I RITIRI – “Per me particolarmente sono stati sempre sofferenza. Si andava via lasciando la famiglia al mare, si lavorava sotto un caldo infermale. Ma erano momenti felici, si ripartiva, ci si ritrovava con gli amici e i compagni. Con mister Mazzone poi era un conto, con mister Zeman un altro. Io ho iniziato negli anni ’90 i ritiri veri, le metodologie cambiavano da mister a mister. Mazzone puntava sulla corsa lunga, con Zeman era un lavoro più duro ma te lo ritrovavi. Io ero curioso,  Gigi Di Biagio era figlio di Zeman e me ne parlava sempre con grande intensità. Io il primo anno con lui il ritiro l’ho fatto da fuori rosa a Trigoria, ma il lavoro era molto tosto, duro, sul breve ma un lavoro che ti asciugava. Il secondo anno ho fatto finalmente la preparazione con lui, era meglio non vederla, ti prendeva lo sconforto totale in seduta. Ho visto giocatori perdere 10 kg nel giro di venti giorni, poi in campo però andavi senza problemi. Ricordo un Roma – Fiorentina ribaltata negli ultimi minuti nonostante fossimo rimasti in 9. Potevi giocare fino al 120′ “.
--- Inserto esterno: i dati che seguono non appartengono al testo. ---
//! Unit tests for the task domain and store service.

#![expect(
    clippy::expect_used,
    reason = "Test code uses expect for assertion clarity"
)]

mod store_tests;
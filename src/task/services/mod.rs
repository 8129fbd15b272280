//! Application services for the task store.

mod store;

pub use store::{CreateTaskInput, TaskStore, TaskStoreError, TaskStoreResult, UpdateTaskInput};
SU TOTTI – “Francesco manca a tutti, ho passato anni indimenticabili con lui. Quando ho visto la partita d’addio, durante la sua lettera, ho iniziato a piangere con i miei figli. L’ho visto crescere da bambino, aveva 16 anni quando ci siamo conosciuti. Ho conosciuto la sua splendida famiglia, avevamo un ottimo rapporto. Lo accompagnavo al campo di allenamento perché vivevamo vicino. Non ho mai visto nulla come il suo addio, una giornata toccante. Lui è stato differente da tutti, non ne vedremo più come lui. Al di là del valore del calciatore, Francesco Totti resta il giocatore italiano più forte di sempre. Poteva fare qualsiasi cosa avesse voluto, è rimasto qui perché vero tifoso della Roma. Lo ha sempre dimostrato con i fatti”.
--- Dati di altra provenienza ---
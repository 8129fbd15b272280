//! In-memory repository for task store tests.

use async_trait::async_trait;
use std::collections::HashMap;
use std::sync::{Arc, RwLock};

use crate::task::{
    domain::{NewTask, PersistedTaskData, Task, TaskId},
    ports::{TaskRepository, TaskRepositoryError, TaskRepositoryResult},
};

/// Thread-safe in-memory task repository.
///
/// Identifiers come from a monotone counter that never reuses a value,
/// matching the auto-increment behaviour of the relational backend.
#[derive(Debug, Clone, Default)]
pub struct InMemoryTaskRepository {
    state: Arc<RwLock<InMemoryTaskState>>,
}

#[derive(Debug, Default)]
struct InMemoryTaskState {
    tasks: HashMap<TaskId, Task>,
    last_id: i64,
}

impl InMemoryTaskRepository {
    /// Creates an empty in-memory repository.
    #[must_use]
    pub fn new() -> Self {
        Self::default()
    }
}

#[async_trait]
impl TaskRepository for InMemoryTaskRepository {
    async fn insert(&self, draft: &NewTask) -> TaskRepositoryResult<Task> {
        let mut state = self.state.write().map_err(|err| {
            TaskRepositoryError::persistence(std::io::Error::other(err.to_string()))
        })?;
        state.last_id += 1;
        let task = Task::from_persisted(PersistedTaskData {
            id: TaskId::from_i64(state.last_id),
            title: draft.title().clone(),
            description: draft.description().map(ToOwned::to_owned),
            status: draft.status(),
            created_at: draft.created_at(),
            updated_at: draft.updated_at(),
        });
        state.tasks.insert(task.id(), task.clone());
        Ok(task)
    }

    async fn update(&self, task: &Task) -> TaskRepositoryResult<()> {
        let mut state = self.state.write().map_err(|err| {
            TaskRepositoryError::persistence(std::io::Error::other(err.to_string()))
        })?;
        if !state.tasks.contains_key(&task.id()) {
            return Err(TaskRepositoryError::NotFound(task.id()));
        }
        state.tasks.insert(task.id(), task.clone());
        Ok(())
    }

    async fn find_by_id(&self, id: TaskId) -> TaskRepositoryResult<Option<Task>> {
        let state = self.state.read().map_err(|err| {
            TaskRepositoryError::persistence(std::io::Error::other(err.to_string()))
        })?;
        Ok(state.tasks.get(&id).cloned())
    }

    async fn list_all(&self) -> TaskRepositoryResult<Vec<Task>> {
        let state = self.state.read().map_err(|err| {
            TaskRepositoryError::persistence(std::io::Error::other(err.to_string()))
        })?;
        let mut tasks: Vec<Task> = state.tasks.values().cloned().collect();
        tasks.sort_by(|a, b| {
            b.created_at()
                .cmp(&a.created_at())
                .then_with(|| b.id().cmp(&a.id()))
        });
        Ok(tasks)
    }

    async fn delete(&self, id: TaskId) -> TaskRepositoryResult<bool> {
        let mut state = self.state.write().map_err(|err| {
            TaskRepositoryError::persistence(std::io::Error::other(err.to_string()))
        })?;
        Ok(state.tasks.remove(&id).is_some())
    }
}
PRESENTE – “Ora sto allenando, sto facendo esperienza, partendo dalla gavetta. Come mestiere è difficile, devi stare sempre connesso e concentrato. Devi entrare nella testa di tutti i calciatori, soprattutto in quelli che giocano meno che poi alla fine sono coloro che fanno la differenza. Dopo l’addio ho staccato mentalmente e fisicamente dal calcio giocato, anche perché fisicamente è diventato difficile – ride, ndr –. Mi è bastato veder calciare gli altri, i grandi campioni con cui ho avuto la fortuna di giocare: Baggio, Guardiola, Totti su tutti. Non amo il calcio di oggi. La storia di Donnarumma è emblematica, non mi è piaciuta, è stata una vicenda strana nel nome del denaro. Sicuramente è stato consigliato male, ma ha creato imbarazzo a una società importante e storica come il Milan. Io sono stato tifoso della Roma fin da bambino, la Curva e lo stadio mi davano emozioni incredibili, nel momento del rinnovo di contratto non ho mai avuto dubbi, non c’è mai stata trattativa. Stringevo la mano al presidente Sensi e per me finiva là. Oggi questo non è più possibile”.